50uL Shades of Kotlin: Why your numbers long for color

Recently I was investigating some bug in my branch of the Kotlin compiler and suddenly I had a hunch that my code probably was confused by some inlining. So to quickly verify that idea, my muscle memory rushed me to the already open tab of Compiler Explorer.

🦜 Chirpy the Parrot: Compiler Explorer (formerly Godbolt) is a tool that let's you try out different compilers and inspect the assembly, JVM Bytecode etc that they produce.

So I pasted the code, Kotlin target already preselected from a long forgotten past experiment and – Huh, Compiler Explorer doesn't correctly highlight my code.

That's weird, the code is correct, the compiler ran, I see the bytecode that confirms that inlining takes place which will be a cause for many future headaches but I already don't care about that anymore. Why doesn't Compiler Explorer correctly highlight 3uL?

Well at least there is still the trusty Kotlin Playground, let's paste it in there and voilà – WHAT? Even that doesn't highlight the suffix?

Ok back to IntelliJ IDEA, I need to see at least one colored number literal to save my sanity, and luckily the most common IDE for Kotlin does get it right.

What's going on here?

It's safe to assume that Compiler Explorer with such a wide array of supported languages and a huge pile of other difficult problems to solve (like 92 million yearly compilations) doesn't maintain its own language parsing and code editing framework.
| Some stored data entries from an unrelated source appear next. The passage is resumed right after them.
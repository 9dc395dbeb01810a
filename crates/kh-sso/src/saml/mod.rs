//! SAML 2.0 service provider side: HTTP-POST binding responses, redirect binding
//! for login initiation.

pub mod flow;
pub mod response;
pub mod validation;

pub use flow::SamlFlow;
pub use validation::SamlRejection;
So let's grab our trenchcoat and magnifier glass and cosplay as the world's most famous detective.

Right click -> Inspect -> Scroll -> Click -> Scroll ... and there we have the culprit, Manaco - The Editor of the Web. A quick google search later and on the Monaco Playground we can verify that indeed the bug seems to originate from here.

Glancing over the ReadMe we find the following interesting section:

The Monaco Editor is generated straight from VS Code's sources with some [...]
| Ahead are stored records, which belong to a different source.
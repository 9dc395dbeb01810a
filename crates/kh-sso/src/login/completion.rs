//! Login Completion
//!
//! Maps a verified email to an existing account and an active membership in the
//! connection's organization, then asks the session issuer for tokens. Accounts and
//! memberships are never created here.

use serde::Serialize;
use std::sync::Arc;
use tracing::{error, info, warn};
use utoipa::ToSchema;

use kh_common::redact_email;

use crate::connection::entity::SsoConnection;
use crate::login::directory::AccountDirectory;
use crate::login::session::SessionIssuer;
use crate::shared::error::{Result, SsoError};

/// Authentication method recorded in issued sessions
pub const SSO_AUTH_METHOD: &str = "sso";

#[derive(Debug, Clone, Serialize, ToSchema)]
pub struct OrganizationSummary {
    pub id: String,
    pub name: String,
}

#[derive(Debug, Clone, Serialize, ToSchema)]
pub struct UserSummary {
    pub id: String,
    pub email: String,
    #[serde(skip_serializing_if = "Option::is_none")]
    pub name: Option<String>,
}

/// Successful SSO login
#[derive(Debug, Clone, Serialize, ToSchema)]
pub struct LoginResult {
    pub access_token: String,
    pub refresh_token: String,
    pub expires_in: i64,
    pub organization: OrganizationSummary,
    pub user: UserSummary,
    /// Always false: this flow never creates accounts
    pub is_new_user: bool,
    /// Where the client asked to land after login
    pub redirect_url: String,
}

pub struct LoginCompletion {
    directory: Arc<dyn AccountDirectory>,
    sessions: Arc<dyn SessionIssuer>,
}

impl LoginCompletion {
    pub fn new(directory: Arc<dyn AccountDirectory>, sessions: Arc<dyn SessionIssuer>) -> Self {
        Self { directory, sessions }
    }

    /// Finish a login for `email`, already verified against `connection`'s domain.
    pub async fn complete(
        &self,
        email: &str,
        connection: &SsoConnection,
        redirect_url: &str,
    ) -> Result<LoginResult> {
        let user = self
            .directory
            .find_user_by_email(email)
            .await?
            .ok_or_else(|| {
                warn!(
                    email = %redact_email(email),
                    connection_id = %connection.id,
                    "SSO login for an email with no account"
                );
                SsoError::UserNotExist
            })?;

        let membership = self
            .directory
            .find_membership(&connection.organization_id, &user.id)
            .await?;

        let Some(membership) = membership else {
            if connection.auto_provision {
                warn!(
                    user_id = %user.id,
                    organization_id = %connection.organization_id,
                    "SSO login needs a new membership but provisioning is blocked"
                );
                return Err(SsoError::ProvisioningBlocked);
            }
            warn!(
                user_id = %user.id,
                organization_id = %connection.organization_id,
                "SSO login for a user outside the organization"
            );
            return Err(SsoError::NotMember {
                organization_id: connection.organization_id.clone(),
            });
        };

        if !membership.status.is_active() {
            warn!(
                user_id = %user.id,
                organization_id = %connection.organization_id,
                status = membership.status.as_str(),
                "SSO login for an inactive membership"
            );
            return Err(SsoError::MembershipInactive {
                status: membership.status.as_str().to_string(),
            });
        }

        let organization = self
            .directory
            .find_organization(&connection.organization_id)
            .await?
            .ok_or_else(|| {
                error!(
                    organization_id = %connection.organization_id,
                    connection_id = %connection.id,
                    "Connection references a missing organization"
                );
                SsoError::internal("organization not found")
            })?;

        let tokens = self
            .sessions
            .issue_token_for_user(&user.id, SSO_AUTH_METHOD)
            .await?;

        info!(
            user_id = %user.id,
            organization_id = %organization.id,
            connection_id = %connection.id,
            protocol = %connection.protocol(),
            "SSO login completed"
        );

        Ok(LoginResult {
            access_token: tokens.access_token,
            refresh_token: tokens.refresh_token,
            expires_in: tokens.expires_in,
            organization: OrganizationSummary {
                id: organization.id,
                name: organization.name,
            },
            user: UserSummary {
                id: user.id,
                email: user.email,
                name: user.name,
            },
            is_new_user: false,
            redirect_url: redirect_url.to_string(),
        })
    }
}
//! Account Directory
//!
//! Read-only view of users, organizations, and memberships. SSO never writes here:
//! accounts and memberships are created by invitation elsewhere.

use async_trait::async_trait;
use dashmap::DashMap;
use mongodb::{bson::doc, Collection, Database};
use serde::{Deserialize, Serialize};
use utoipa::ToSchema;

use crate::shared::error::Result;

/// Role a user holds inside an organization
#[derive(Debug, Clone, Copy, PartialEq, Eq, Serialize, Deserialize, ToSchema, Default)]
#[serde(rename_all = "lowercase")]
pub enum OrganizationRole {
    Owner,
    Admin,
    Manager,
    #[default]
    Member,
    Billing,
}

impl OrganizationRole {
    /// Owners and admins may manage SSO connections.
    pub fn can_manage_sso(&self) -> bool {
        matches!(self, OrganizationRole::Owner | OrganizationRole::Admin)
    }
}

/// Membership lifecycle
#[derive(Debug, Clone, Copy, PartialEq, Eq, Serialize, Deserialize, ToSchema)]
#[serde(rename_all = "lowercase")]
pub enum MembershipStatus {
    Invited,
    Accepted,
    Confirmed,
    Suspended,
}

impl MembershipStatus {
    /// Only accepted or confirmed members can sign in.
    pub fn is_active(&self) -> bool {
        matches!(self, MembershipStatus::Accepted | MembershipStatus::Confirmed)
    }

    pub fn as_str(&self) -> &'static str {
        match self {
            MembershipStatus::Invited => "invited",
            MembershipStatus::Accepted => "accepted",
            MembershipStatus::Confirmed => "confirmed",
            MembershipStatus::Suspended => "suspended",
        }
    }
}

#[derive(Debug, Clone, Serialize, Deserialize)]
#[serde(rename_all = "camelCase")]
pub struct UserAccount {
    #[serde(rename = "_id")]
    pub id: String,
    /// Stored lowercased
    pub email: String,
    #[serde(default)]
    pub name: Option<String>,
}

#[derive(Debug, Clone, Serialize, Deserialize)]
#[serde(rename_all = "camelCase")]
pub struct Membership {
    pub organization_id: String,
    pub user_id: String,
    pub role: OrganizationRole,
    pub status: MembershipStatus,
}

#[derive(Debug, Clone, Serialize, Deserialize)]
#[serde(rename_all = "camelCase")]
pub struct Organization {
    #[serde(rename = "_id")]
    pub id: String,
    pub name: String,
    #[serde(default)]
    pub slug: Option<String>,
}

#[async_trait]
pub trait AccountDirectory: Send + Sync {
    async fn find_user_by_email(&self, email: &str) -> Result<Option<UserAccount>>;

    async fn find_user_by_id(&self, user_id: &str) -> Result<Option<UserAccount>>;

    async fn find_membership(
        &self,
        organization_id: &str,
        user_id: &str,
    ) -> Result<Option<Membership>>;

    async fn find_organization(&self, organization_id: &str) -> Result<Option<Organization>>;
}

/// MongoDB-backed directory over the host application's collections
pub struct MongoAccountDirectory {
    users: Collection<UserAccount>,
    memberships: Collection<Membership>,
    organizations: Collection<Organization>,
}

impl MongoAccountDirectory {
    pub fn new(db: &Database) -> Self {
        Self {
            users: db.collection("users"),
            memberships: db.collection("organization_users"),
            organizations: db.collection("organizations"),
        }
    }
}

#[async_trait]
impl AccountDirectory for MongoAccountDirectory {
    async fn find_user_by_email(&self, email: &str) -> Result<Option<UserAccount>> {
        Ok(self
            .users
            .find_one(doc! { "email": email.trim().to_lowercase() })
            .await?)
    }

    async fn find_user_by_id(&self, user_id: &str) -> Result<Option<UserAccount>> {
        Ok(self.users.find_one(doc! { "_id": user_id }).await?)
    }

    async fn find_membership(
        &self,
        organization_id: &str,
        user_id: &str,
    ) -> Result<Option<Membership>> {
        Ok(self
            .memberships
            .find_one(doc! { "organizationId": organization_id, "userId": user_id })
            .await?)
    }

    async fn find_organization(&self, organization_id: &str) -> Result<Option<Organization>> {
        Ok(self
            .organizations
            .find_one(doc! { "_id": organization_id })
            .await?)
    }
}

/// In-process directory for tests and single-node development
#[derive(Default)]
pub struct InMemoryAccountDirectory {
    users: DashMap<String, UserAccount>,
    memberships: DashMap<(String, String), Membership>,
    organizations: DashMap<String, Organization>,
}

impl InMemoryAccountDirectory {
    pub fn new() -> Self {
        Self::default()
    }

    pub fn add_user(&self, mut user: UserAccount) {
        user.email = user.email.trim().to_lowercase();
        self.users.insert(user.id.clone(), user);
    }

    pub fn add_organization(&self, organization: Organization) {
        self.organizations.insert(organization.id.clone(), organization);
    }

    pub fn add_membership(&self, membership: Membership) {
        self.memberships.insert(
            (membership.organization_id.clone(), membership.user_id.clone()),
            membership,
        );
    }

    pub fn user_count(&self) -> usize {
        self.users.len()
    }

    pub fn membership_count(&self) -> usize {
        self.memberships.len()
    }
}

#[async_trait]
impl AccountDirectory for InMemoryAccountDirectory {
    async fn find_user_by_email(&self, email: &str) -> Result<Option<UserAccount>> {
        let email = email.trim().to_lowercase();
        Ok(self
            .users
            .iter()
            .find(|entry| entry.value().email == email)
            .map(|entry| entry.value().clone()))
    }

    async fn find_user_by_id(&self, user_id: &str) -> Result<Option<UserAccount>> {
        Ok(self.users.get(user_id).map(|u| u.value().clone()))
    }

    async fn find_membership(
        &self,
        organization_id: &str,
        user_id: &str,
    ) -> Result<Option<Membership>> {
        Ok(self
            .memberships
            .get(&(organization_id.to_string(), user_id.to_string()))
            .map(|m| m.value().clone()))
    }

    async fn find_organization(&self, organization_id: &str) -> Result<Option<Organization>> {
        Ok(self
            .organizations
            .get(organization_id)
            .map(|o| o.value().clone()))
    }
}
Wait does that mean, that the bug actually originates from VS Code?

Well ... no. While the Monaco Core does call the VSCode repo its home, it doesn't contain the highlighting code, so the bug is isolated to Monaco. This also means that while Monaco is able to highlight Kotlin, vanilla VSCode without plugins isn't.

Going though a similar investigation sprint for Kotlin Playground we find that here too, they depend on an open source solution, but in this case it's CodeMirror.

A quick deep dive into Kotlin's number literals

🦜 Chirpy the Parrot: So what's so hard about Kotlin literals?

Well, nothing here is inherently hard, many other languages, like Java, have a similar level of complexity, but to my knowledge it does have some oddeties I haven't seen in many languages.

But let's start at the beginning, there are 4 ways to write a number literal:

val float = 1.23
val dec = 123
val hex = 0xff80
val bin = 0b101010

As you can see like C and Java it has floating point and binary and hex notations, with the later two requiring a prefix (the casing doesn't matter and so 0Xff80 would also be fine here.)

For floats the only allowed suffix is f. By default all numbers are doubles and if you need to force a reduced width you can add this, but often you don't have to care about this since type-inference can figure it out for you.

val strudel = 1.23      // this is actually a double
val kuchen  = 1.23f     // this is a float
val melange = 123f      // Also a float

Since float literals are doubles by default there is no need for, and no way to, express double literals with a suffix.

For decimal, hexadecimal and binary literals you can also add the suffix u or U to make them unsigned (a somewhat newer feature introduced in Kotlin 1.5, May 2021) and L to make them long. Note here that the lower case l isn't allowed.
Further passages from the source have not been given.